(SUPPLIED ENTRIES begins)
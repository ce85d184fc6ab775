//! Transcript parsing: pasted text to [`CourseRecord`](crate::models::CourseRecord)s
//!
//! # Error Handling Strategy
//!
//! Parsing is **exhaustive, then strict**:
//!
//! - **Per-line strategies**: each line runs through an ordered chain of pure strategy functions
//!   (see [`strategies`]). A strategy either parses the line, declines it so the next one can
//!   try, or rejects it outright. Reasons from every attempt are kept on the line's error.
//!
//! - **No silent drops**: a line that no strategy accepts becomes a [`LineParseError`] carrying
//!   its line number and raw text. Header rows are the one exception and are skipped.
//!
//! - **Aggregated failure**: [`parse_transcript`] attempts every line and, if any failed,
//!   returns a single [`TranscriptParseError`] listing all of them so the user can fix the
//!   paste in one pass.

pub mod error;
pub mod grammar;
pub mod line;
pub mod strategies;
pub mod tokens;
pub mod transcript;

pub use error::{LineErrorKind, LineParseError, TranscriptParseError};
pub use grammar::Grammar;
pub use line::{LineParser, MIN_FIELDS};
pub use strategies::StrategyOutcome;
pub use tokens::normalize_grade;
pub use transcript::parse_transcript;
(SUPPLIED ENTRIES ends)
REQUIRED WORK »
Transcribe every entry word for word.

SOLUTION »
repository ce85d184fc6ab775
//! Transcript parsing: pasted text to [`CourseRecord`](crate::models::CourseRecord)s
//!
//! # Error Handling Strategy
//!
//! Parsing is **exhaustive, then strict**:
//!
//! - **Per-line strategies**: each line runs through an ordered chain of pure strategy functions
//!   (see [`strategies`]). A strategy either parses the line, declines it so the next one can
//!   try, or rejects it outright. Reasons from every attempt are kept on the line's error.
//!
//! - **No silent drops**: a line that no strategy accepts becomes a [`LineParseError`] carrying
//!   its line number and raw text. Header rows are the one exception and are skipped.
//!
//! - **Aggregated failure**: [`parse_transcript`] attempts every line and, if any failed,
//!   returns a single [`TranscriptParseError`] listing all of them so the user can fix the
//!   paste in one pass.

pub mod error;
pub mod grammar;
pub mod line;
pub mod strategies;
pub mod tokens;
pub mod transcript;

pub use error::{LineErrorKind, LineParseError, TranscriptParseError};
pub use grammar::Grammar;
pub use line::{LineParser, MIN_FIELDS};
pub use strategies::StrategyOutcome;
pub use tokens::normalize_grade;
pub use transcript::parse_transcript;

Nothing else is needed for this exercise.